Who Actually Qualifies to Sit for the CCLS Exam?

The Certified Child Life Specialist credential is administered by the Association of Child Life Professionals (ACLP) through its Child Life Certifying Committee. It is not an open-enrollment exam - eligibility is gated, meaning you must meet specific academic and clinical requirements before you are even permitted to apply. Many aspiring specialists are surprised to discover that simply working in a pediatric hospital setting for years is not, on its own, sufficient.

Eligibility hinges on two pillars: formal education in a relevant discipline and a structured, supervised child life clinical internship completed under a certified professional. Both must be verifiable and documented. The CLCC reviews every application before granting authorization to test, so understanding exactly what qualifies - and what doesn't - before you begin the process can save you months of delay.

Why Eligibility Matters for Exam Prep: Candidates who understand their eligibility status early can align their clinical experiences with the exact competencies tested in the exam's three domains. The sooner you confirm your pathway, the sooner you can begin targeted preparation using resources like CCLS practice questions organized by domain.

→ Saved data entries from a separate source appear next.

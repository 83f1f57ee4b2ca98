//! API middleware

use axum::{body::Body, http::Request, middleware::Next, response::Response};
use chrono::Utc;
use tracing::{info, warn};

/// Request logging middleware
///
/// Logs method, uri, status, duration and the request id set by
/// `SetRequestIdLayer`.
pub async fn request_logging(request: Request<Body>, next: Next) -> Response {
    let method = request.method().clone();
    let uri = request.uri().clone();
    let request_id = request
        .headers()
        .get("x-request-id")
        .and_then(|h| h.to_str().ok())
        .unwrap_or("-")
        .to_string();

    let start = Utc::now();

    let response = next.run(request).await;

    let duration = Utc::now() - start;
    let status = response.status();

    if status.is_server_error() {
        warn!(
            method = %method,
            uri = %uri,
            request_id = %request_id,
            status = %status.as_u16(),
            duration_ms = duration.num_milliseconds(),
            "API request failed"
        );
    } else {
        info!(
            method = %method,
            uri = %uri,
            request_id = %request_id,
            status = %status.as_u16(),
            duration_ms = duration.num_milliseconds(),
            "API request"
        );
    }

    response
}
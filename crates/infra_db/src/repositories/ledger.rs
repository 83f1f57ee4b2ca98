//! Ledger repository implementation
//!
//! Database access for `customer_ledger_entries`. Appends are serialized per
//! customer with a transaction-scoped advisory lock and re-check the chain
//! head inside that transaction, so two processes can never both write the
//! same sequence; the `(customer_id, sequence)` unique key backs this up.

use chrono::{DateTime, Utc};
use rust_decimal::Decimal;
use sqlx::PgPool;
use uuid::Uuid;

use crate::error::DatabaseError;

const ENTRY_COLUMNS: &str = r#"
    entry_id, customer_id, sequence, direction, amount, balance,
    reference_type, reference_id, description, transaction_date, created_at
"#;

/// Repository for the append-only customer ledger
#[derive(Debug, Clone)]
pub struct LedgerRepository {
    pool: PgPool,
}

impl LedgerRepository {
    pub fn new(pool: PgPool) -> Self {
        Self { pool }
    }

    /// The customer's highest-sequence entry
    pub async fn last_entry(
        &self,
        customer_id: Uuid,
    ) -> Result<Option<LedgerEntryRow>, DatabaseError> {
        let row = sqlx::query_as::<_, LedgerEntryRow>(&format!(
            "SELECT {} FROM customer_ledger_entries
             WHERE customer_id = $1
             ORDER BY sequence DESC
             LIMIT 1",
            ENTRY_COLUMNS
        ))
        .bind(customer_id)
        .fetch_optional(&self.pool)
        .await?;

        Ok(row)
    }

    /// Inserts an entry if its sequence is the next one for the customer
    ///
    /// # Errors
    ///
    /// `DatabaseError::SequenceConflict` when the chain head moved since the
    /// caller read it.
    pub async fn append(&self, entry: NewLedgerEntry) -> Result<LedgerEntryRow, DatabaseError> {
        let mut tx = self.pool.begin().await?;

        sqlx::query("SELECT pg_advisory_xact_lock(hashtextextended($1::text, 0))")
            .bind(entry.customer_id)
            .execute(&mut *tx)
            .await?;

        let head: Option<i64> = sqlx::query_scalar(
            "SELECT MAX(sequence) FROM customer_ledger_entries WHERE customer_id = $1",
        )
        .bind(entry.customer_id)
        .fetch_one(&mut *tx)
        .await?;

        let expected = head.unwrap_or(0) + 1;
        if entry.sequence != expected {
            return Err(DatabaseError::SequenceConflict {
                expected,
                attempted: entry.sequence,
            });
        }

        let row = sqlx::query_as::<_, LedgerEntryRow>(&format!(
            "INSERT INTO customer_ledger_entries (
                 entry_id, customer_id, sequence, direction, amount, balance,
                 reference_type, reference_id, description, transaction_date, created_at
             ) VALUES ($1, $2, $3, $4, $5, $6, $7, $8, $9, $10, $11)
             RETURNING {}",
            ENTRY_COLUMNS
        ))
        .bind(entry.entry_id)
        .bind(entry.customer_id)
        .bind(entry.sequence)
        .bind(entry.direction)
        .bind(entry.amount)
        .bind(entry.balance)
        .bind(entry.reference_type)
        .bind(entry.reference_id)
        .bind(&entry.description)
        .bind(entry.transaction_date)
        .bind(entry.created_at)
        .fetch_one(&mut *tx)
        .await?;

        tx.commit().await?;
        Ok(row)
    }

    /// Entries with `from <= transaction_date < until`, by sequence
    pub async fn entries(
        &self,
        customer_id: Uuid,
        from: Option<DateTime<Utc>>,
        until: Option<DateTime<Utc>>,
    ) -> Result<Vec<LedgerEntryRow>, DatabaseError> {
        let rows = sqlx::query_as::<_, LedgerEntryRow>(&format!(
            "SELECT {} FROM customer_ledger_entries
             WHERE customer_id = $1
               AND ($2::timestamptz IS NULL OR transaction_date >= $2)
               AND ($3::timestamptz IS NULL OR transaction_date < $3)
             ORDER BY sequence",
            ENTRY_COLUMNS
        ))
        .bind(customer_id)
        .bind(from)
        .bind(until)
        .fetch_all(&self.pool)
        .await?;

        Ok(rows)
    }

    /// Reference ids recorded for the customer under one reference type
    pub async fn reference_ids(
        &self,
        customer_id: Uuid,
        reference_type: ReferenceType,
    ) -> Result<Vec<Uuid>, DatabaseError> {
        let ids = sqlx::query_scalar::<_, Uuid>(
            "SELECT reference_id FROM customer_ledger_entries
             WHERE customer_id = $1 AND reference_type = $2 AND reference_id IS NOT NULL",
        )
        .bind(customer_id)
        .bind(reference_type)
        .fetch_all(&self.pool)
        .await?;

        Ok(ids)
    }

    /// Amount sums grouped by customer, direction and reference type
    ///
    /// Restricted to one customer when `customer_id` is given.
    pub async fn totals(
        &self,
        customer_id: Option<Uuid>,
    ) -> Result<Vec<EntryTotalRow>, DatabaseError> {
        let rows = sqlx::query_as::<_, EntryTotalRow>(
            "SELECT customer_id, direction, reference_type, SUM(amount) AS total
             FROM customer_ledger_entries
             WHERE ($1::uuid IS NULL OR customer_id = $1)
             GROUP BY customer_id, direction, reference_type",
        )
        .bind(customer_id)
        .fetch_all(&self.pool)
        .await?;

        Ok(rows)
    }
}

/// Database row for a ledger entry
#[derive(Debug, Clone, sqlx::FromRow)]
pub struct LedgerEntryRow {
    pub entry_id: Uuid,
    pub customer_id: Uuid,
    pub sequence: i64,
    pub direction: EntryDirection,
    pub amount: Decimal,
    pub balance: Decimal,
    pub reference_type: ReferenceType,
    pub reference_id: Option<Uuid>,
    pub description: String,
    pub transaction_date: DateTime<Utc>,
    pub created_at: DateTime<Utc>,
}

/// Data for inserting a ledger entry
#[derive(Debug, Clone)]
pub struct NewLedgerEntry {
    pub entry_id: Uuid,
    pub customer_id: Uuid,
    pub sequence: i64,
    pub direction: EntryDirection,
    pub amount: Decimal,
    pub balance: Decimal,
    pub reference_type: ReferenceType,
    pub reference_id: Option<Uuid>,
    pub description: String,
    pub transaction_date: DateTime<Utc>,
    pub created_at: DateTime<Utc>,
}

/// One grouped sum
#[derive(Debug, Clone, sqlx::FromRow)]
pub struct EntryTotalRow {
    pub customer_id: Uuid,
    pub direction: EntryDirection,
    pub reference_type: ReferenceType,
    pub total: Decimal,
}

/// Database enum for entry direction
#[derive(Debug, Clone, Copy, PartialEq, Eq, sqlx::Type)]
#[sqlx(type_name = "entry_direction", rename_all = "snake_case")]
pub enum EntryDirection {
    Debit,
    Credit,
}

/// Database enum for the originating business event
#[derive(Debug, Clone, Copy, PartialEq, Eq, sqlx::Type)]
#[sqlx(type_name = "ledger_reference_type", rename_all = "snake_case")]
pub enum ReferenceType {
    Sale,
    Payment,
    Return,
    GeneralReceipt,
    Adjustment,
}
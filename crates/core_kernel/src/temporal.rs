//! Business date handling
//!
//! Statements and invoice listings are filtered by calendar dates chosen by a
//! user, while ledger entries carry instants. This module resolves the former
//! into the latter:
//! - [`Timezone`] fixes which calendar the business works in
//! - [`DateRange`] is an inclusive, optionally open-ended range of dates
//! - [`TimeWindow`] is the half-open instant window a store filters on

use chrono::{DateTime, Duration, NaiveDate, NaiveTime, TimeZone, Utc};
use chrono_tz::Tz;
use serde::{Deserialize, Deserializer, Serialize, Serializer};
use std::str::FromStr;
use thiserror::Error;

/// Timezone wrapper for the business calendar
///
/// Wraps chrono_tz::Tz with string serialization ("Europe/Istanbul").
#[derive(Debug, Clone, Copy, PartialEq, Eq)]
pub struct Timezone(pub Tz);

impl Serialize for Timezone {
    fn serialize<S>(&self, serializer: S) -> Result<S::Ok, S::Error>
    where
        S: Serializer,
    {
        serializer.serialize_str(self.0.name())
    }
}

impl<'de> Deserialize<'de> for Timezone {
    fn deserialize<D>(deserializer: D) -> Result<Self, D::Error>
    where
        D: Deserializer<'de>,
    {
        let s = String::deserialize(deserializer)?;
        Tz::from_str(&s)
            .map(Timezone)
            .map_err(|_| serde::de::Error::custom(format!("Invalid timezone: {}", s)))
    }
}

impl Timezone {
    pub fn new(tz: Tz) -> Self {
        Self(tz)
    }

    /// Converts a UTC instant to the business calendar
    pub fn to_local(&self, utc: DateTime<Utc>) -> DateTime<Tz> {
        utc.with_timezone(&self.0)
    }

    /// Returns the business date an instant falls on
    pub fn date_of(&self, utc: DateTime<Utc>) -> NaiveDate {
        self.to_local(utc).date_naive()
    }

    /// Gets the first instant of `date` in this timezone as UTC
    ///
    /// Falls back to midnight UTC when local midnight is skipped by a DST gap.
    pub fn start_of_day(&self, date: NaiveDate) -> DateTime<Utc> {
        let midnight = date.and_time(NaiveTime::MIN);
        match self.0.from_local_datetime(&midnight).earliest() {
            Some(local) => local.with_timezone(&Utc),
            None => self.0.from_utc_datetime(&midnight).with_timezone(&Utc),
        }
    }

    /// Gets the first instant *after* `date` in this timezone as UTC
    ///
    /// Used as the exclusive upper bound of an inclusive end date.
    pub fn end_of_day_exclusive(&self, date: NaiveDate) -> DateTime<Utc> {
        match date.succ_opt() {
            Some(next) => self.start_of_day(next),
            None => self.start_of_day(date) + Duration::days(1),
        }
    }
}

impl Default for Timezone {
    fn default() -> Self {
        Self(chrono_tz::UTC)
    }
}

/// Errors related to date handling
#[derive(Debug, Error, PartialEq, Eq)]
pub enum TemporalError {
    #[error("Invalid date range: start {start} is after end {end}")]
    InvalidRange {
        start: NaiveDate,
        end: NaiveDate,
    },

    #[error("Invalid date: {0}")]
    InvalidDate(String),
}

/// Inclusive range of business dates with optional bounds
///
/// `end` covers the whole day: an entry stamped 23:59 on the end date is in
/// range.
#[derive(Debug, Clone, Copy, Default, PartialEq, Eq, Serialize, Deserialize)]
#[serde(try_from = "RawDateRange")]
pub struct DateRange {
    start: Option<NaiveDate>,
    end: Option<NaiveDate>,
}

/// Unvalidated bounds, checked by [`DateRange::new`] when deserializing
#[derive(Deserialize)]
struct RawDateRange {
    start: Option<NaiveDate>,
    end: Option<NaiveDate>,
}

impl TryFrom<RawDateRange> for DateRange {
    type Error = TemporalError;

    fn try_from(raw: RawDateRange) -> Result<Self, Self::Error> {
        DateRange::new(raw.start, raw.end)
    }
}

impl DateRange {
    /// Creates a range, rejecting a start after the end
    pub fn new(start: Option<NaiveDate>, end: Option<NaiveDate>) -> Result<Self, TemporalError> {
        if let (Some(start), Some(end)) = (start, end) {
            if start > end {
                return Err(TemporalError::InvalidRange { start, end });
            }
        }
        Ok(Self { start, end })
    }

    pub fn start(&self) -> Option<NaiveDate> {
        self.start
    }

    pub fn end(&self) -> Option<NaiveDate> {
        self.end
    }

    /// A range with neither bound
    pub fn unbounded() -> Self {
        Self::default()
    }

    /// Both dates inclusive
    pub fn between(start: NaiveDate, end: NaiveDate) -> Result<Self, TemporalError> {
        Self::new(Some(start), Some(end))
    }

    /// Parses optional `YYYY-MM-DD` strings as sent by callers
    pub fn parse(start: Option<&str>, end: Option<&str>) -> Result<Self, TemporalError> {
        let parse = |s: &str| {
            NaiveDate::parse_from_str(s, "%Y-%m-%d")
                .map_err(|_| TemporalError::InvalidDate(s.to_string()))
        };
        Self::new(start.map(parse).transpose()?, end.map(parse).transpose()?)
    }

    pub fn is_unbounded(&self) -> bool {
        self.start.is_none() && self.end.is_none()
    }

    pub fn contains(&self, date: NaiveDate) -> bool {
        self.start.map_or(true, |start| date >= start) && self.end.map_or(true, |end| date <= end)
    }

    /// Resolves the dates to instants in the given business timezone
    pub fn to_window(&self, tz: &Timezone) -> TimeWindow {
        TimeWindow {
            from: self.start.map(|d| tz.start_of_day(d)),
            until: self.end.map(|d| tz.end_of_day_exclusive(d)),
        }
    }
}

/// Half-open window of instants: `from <= t < until`
#[derive(Debug, Clone, Copy, Default, PartialEq, Eq, Serialize, Deserialize)]
pub struct TimeWindow {
    pub from: Option<DateTime<Utc>>,
    pub until: Option<DateTime<Utc>>,
}

impl TimeWindow {
    /// The window covering all of history
    pub fn all() -> Self {
        Self::default()
    }

    pub fn contains(&self, instant: DateTime<Utc>) -> bool {
        self.from.map_or(true, |from| instant >= from)
            && self.until.map_or(true, |until| instant < until)
    }
}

The Education Requirement: What Counts and What Doesn't

The CCLS credential requires a minimum of a bachelor's degree. However, the degree field matters significantly. The ACLP specifies that the degree must be in child life, child development, family studies, education, psychology, social work, or a closely related field. A general business degree or an unrelated humanities degree will not satisfy this requirement, even if you have substantial pediatric work experience.

Coursework That Supports Eligibility

Beyond the degree itself, the CLCC looks for evidence that your academic preparation included coursework relevant to child development theory, family systems, and healthcare contexts. Strong candidates typically have completed courses in:

  • Human growth and development across the lifespan
  • Family systems theory and dynamics
  • Abnormal psychology or child psychopathology
  • Play theory and therapeutic play
  • Healthcare ethics and professional practice

If your degree is in a related but not explicitly listed field - for example, nursing or occupational therapy - you may still qualify, but you should contact the CLCC directly to confirm before investing time in the application. The committee makes eligibility determinations on a case-by-case basis for borderline academic backgrounds.

Graduate Degrees Count Too: Candidates who hold a master's or doctoral degree in an eligible field satisfy the education requirement. Graduate-level work in child life, developmental psychology, or family therapy is particularly well-aligned with the competencies tested across all three CCLS exam domains.

Supervised Clinical Hours: Breaking Down the Numbers

Meeting the education requirement is only half the picture. The CCLS eligibility framework also demands hands-on clinical experience - specifically, hours completed within a formal child life program under qualified supervision. These hours cannot be accumulated through general pediatric volunteering, shadowing, or unrelated healthcare employment.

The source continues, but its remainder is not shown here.